Survei lingkungan belajar digunakan untuk mengevaluasi dan memetakan aspek pendukung kualitas pembelajaran di lingkungan sekolah. Konten materi survei lingkungan belajar siswa ini penting untuk dilakukan agar mampu meningkatkan perbaikan pembelajaran dan mutu lingkungan belajar yang kondusif. Asesmen nasional dilaksanakan kepada guru dan kepala sekolah di setiap satuan pendidikan. Siswa akan mengikuti asesmen kompetensi minimum, survei karakter dan survei lingkungan belajar. Sementara guru dan kepala sekolah mengikuti survei lingkungan belajar dan karakter. Responden murid akan dipilih secara acak dengan jumlah maksimal 30 murid SD, 45 murid SMP atau MTS dan 45 Murid SMA/SMK atau MA.
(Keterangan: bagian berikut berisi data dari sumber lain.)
use crate::domain::error::BridgeError;
use crate::domain::model::{
    AvailablePackage, InstalledPackage, Language, LanguagePair, PackageMetadata,
};
use crate::domain::traits::{PackageRepository, Translator};
use crate::infrastructure::network::{download, index};
use crate::infrastructure::storage::archive::{self, METADATA_FILE};
use crate::infrastructure::storage::phrases::{PhraseTableTranslator, PHRASES_FILE};
use async_trait::async_trait;
use chrono::Utc;
use reqwest::Client;
use std::path::{Path, PathBuf};
use std::time::{Duration, SystemTime};
use tracing::{debug, info, warn};
use uuid::Uuid;

const INDEX_FILE: &str = "index.json";
const PACKAGES_DIR: &str = "packages";
const DOWNLOADS_DIR: &str = "downloads";
/// Scratch entries untouched this long belong to an interrupted run.
const STALE_SCRATCH: Duration = Duration::from_secs(60 * 60);

/// Package repository rooted at a local data directory.
///
/// ```text
/// <data_dir>/index.json            last refreshed package index
/// <data_dir>/packages/<from>_<to>/  metadata.json + phrases.db
/// <data_dir>/downloads/             archives and extraction staging
/// ```
pub struct LocalPackageRepository {
    data_dir: PathBuf,
    index_source: Option<index::Location>,
    client: Client,
}

impl LocalPackageRepository {
    /// Create the directory layout. Failing here means no package can ever
    /// be installed or bound.
    pub async fn open(
        data_dir: PathBuf,
        index_url: Option<&str>,
        client: Client,
    ) -> Result<Self, BridgeError> {
        tokio::fs::create_dir_all(data_dir.join(PACKAGES_DIR)).await?;
        tokio::fs::create_dir_all(data_dir.join(DOWNLOADS_DIR)).await?;
        sweep_scratch(&data_dir.join(DOWNLOADS_DIR), STALE_SCRATCH).await;

        Ok(Self {
            index_source: index_url
                .filter(|u| !u.trim().is_empty())
                .map(index::Location::parse),
            data_dir,
            client,
        })
    }

    pub fn data_dir(&self) -> &Path {
        &self.data_dir
    }

    fn packages_dir(&self) -> PathBuf {
        self.data_dir.join(PACKAGES_DIR)
    }

    fn downloads_dir(&self) -> PathBuf {
        self.data_dir.join(DOWNLOADS_DIR)
    }

    fn index_path(&self) -> PathBuf {
        self.data_dir.join(INDEX_FILE)
    }

    /// Installed packages sorted by directory name. Broken entries are
    /// skipped with a warning.
    pub async fn installed_packages(&self) -> Result<Vec<InstalledPackage>, BridgeError> {
        let mut packages = Vec::new();
        let mut entries = tokio::fs::read_dir(self.packages_dir()).await?;

        while let Some(entry) = entries.next_entry().await? {
            let path = entry.path();
            if !path.is_dir() {
                continue;
            }
            match read_metadata(&path).await {
                Ok(metadata) => packages.push(InstalledPackage { metadata, path }),
                Err(e) => warn!("Ignoring package at {}: {}", path.display(), e),
            }
        }

        packages.sort_by(|a, b| a.path.cmp(&b.path));
        Ok(packages)
    }
}

/// Remove archives and staging directories left by interrupted runs.
///
/// Only entries older than `max_age` go, so a concurrent bridge sharing the
/// data dir keeps its in-flight download.
async fn sweep_scratch(downloads: &Path, max_age: Duration) {
    let mut entries = match tokio::fs::read_dir(downloads).await {
        Ok(entries) => entries,
        Err(e) => {
            warn!("Cannot scan {}: {}", downloads.display(), e);
            return;
        }
    };
    let now = SystemTime::now();

    while let Ok(Some(entry)) = entries.next_entry().await {
        let path = entry.path();
        let Ok(meta) = entry.metadata().await else {
            continue;
        };
        let age = meta
            .modified()
            .ok()
            .and_then(|modified| now.duration_since(modified).ok())
            .unwrap_or_default();
        if age < max_age {
            continue;
        }

        let removed = if meta.is_dir() {
            tokio::fs::remove_dir_all(&path).await
        } else if path.extension().is_some_and(|ext| ext == "zip") {
            tokio::fs::remove_file(&path).await
        } else {
            continue;
        };
        match removed {
            Ok(()) => debug!("Removed stale {}", path.display()),
            Err(e) => warn!("Cannot remove stale {}: {}", path.display(), e),
        }
    }
}

async fn read_metadata(package_dir: &Path) -> Result<PackageMetadata, BridgeError> {
    let body = tokio::fs::read(package_dir.join(METADATA_FILE)).await?;
    Ok(serde_json::from_slice(&body)?)
}

fn push_language(languages: &mut Vec<Language>, code: &str, name: Option<&String>) {
    if languages.iter().any(|l| l.code == code) {
        return;
    }
    languages.push(Language {
        code: code.to_string(),
        name: name.cloned(),
    });
}

#[async_trait]
impl PackageRepository for LocalPackageRepository {
    async fn installed_languages(&self) -> Result<Vec<Language>, BridgeError> {
        let mut languages = Vec::new();
        for package in self.installed_packages().await? {
            let meta = &package.metadata;
            push_language(&mut languages, &meta.from_code, meta.from_name.as_ref());
            push_language(&mut languages, &meta.to_code, meta.to_name.as_ref());
        }
        Ok(languages)
    }

    async fn bind(&self, pair: &LanguagePair) -> Result<Option<Box<dyn Translator>>, BridgeError> {
        let installed = self.installed_packages().await?;
        let Some(package) = installed.iter().find(|p| p.metadata.serves(pair)) else {
            debug!("No installed package serves {}", pair);
            return Ok(None);
        };

        info!("Binding {} from {}", pair, package.path.display());
        let engine = PhraseTableTranslator::open(&package.path, &package.metadata).await?;
        Ok(Some(Box::new(engine)))
    }

    async fn update_package_index(&self) -> Result<(), BridgeError> {
        match &self.index_source {
            Some(source) => {
                let count = index::refresh_index(&self.client, source, &self.index_path()).await?;
                info!("Package index refreshed: {} packages", count);
            }
            None => warn!(
                "No index_url configured, using local index at {}",
                self.index_path().display()
            ),
        }
        Ok(())
    }

    async fn available_packages(&self) -> Result<Vec<AvailablePackage>, BridgeError> {
        index::read_index(&self.index_path()).await
    }

    async fn download(&self, package: &AvailablePackage) -> Result<PathBuf, BridgeError> {
        download::fetch_package(&self.client, package, &self.downloads_dir()).await
    }

    async fn install_from_path(&self, archive_path: &Path) -> Result<InstalledPackage, BridgeError> {
        let staging = self.downloads_dir().join(Uuid::new_v4().to_string());
        let result = install_staged(archive_path, &staging, &self.packages_dir()).await;

        if staging.exists() {
            let _ = tokio::fs::remove_dir_all(&staging).await;
        }
        if result.is_ok() && archive_path.starts_with(self.downloads_dir()) {
            let _ = tokio::fs::remove_file(archive_path).await;
        }
        result
    }
}

async fn install_staged(
    archive_path: &Path,
    staging: &Path,
    packages_dir: &Path,
) -> Result<InstalledPackage, BridgeError> {
    let files = archive::extract_zip(archive_path, staging).await?;
    debug!("Extracted {} files into {}", files, staging.display());

    let root = archive::find_package_root(staging)?;
    let mut metadata = read_metadata(&root).await?;
    let pair = metadata.pair()?;

    if !root.join(PHRASES_FILE).is_file() {
        return Err(BridgeError::Package(format!(
            "Package for {} has no {}",
            pair, PHRASES_FILE
        )));
    }

    // 安装回执：记录安装时间
    metadata.installed_at = Some(Utc::now().timestamp());
    tokio::fs::write(
        root.join(METADATA_FILE),
        serde_json::to_vec_pretty(&metadata)?,
    )
    .await?;

    let target = packages_dir.join(pair.slug());
    if target.exists() {
        info!("Replacing existing package at {}", target.display());
        tokio::fs::remove_dir_all(&target).await?;
    }
    tokio::fs::rename(&root, &target).await?;

    info!("Installed {} into {}", pair, target.display());
    Ok(InstalledPackage {
        metadata,
        path: target,
    })
}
Hasil asesmen nasional tidak ada konsekuensinya buat sekolah, hanya pemetaan agar tahu kondisi sebenarnya. Kemendikbud juga akan membantu sekolah dan dinas pendidikan dengan cara menyediakan laporan hasil asesmen yang menjelaskan profil kekuatan dan area perbaikan tiap sekolah dan daerah. Tentu untuk meningkatkan kualitas pembelajaran, pengajaran, dan lingkungan belajar di satuan pendidikan. Melalui asesmen yang lebih berfokus, diharapkan perbaikan kualitas dan layanan pendidikan bisa semakin efektif.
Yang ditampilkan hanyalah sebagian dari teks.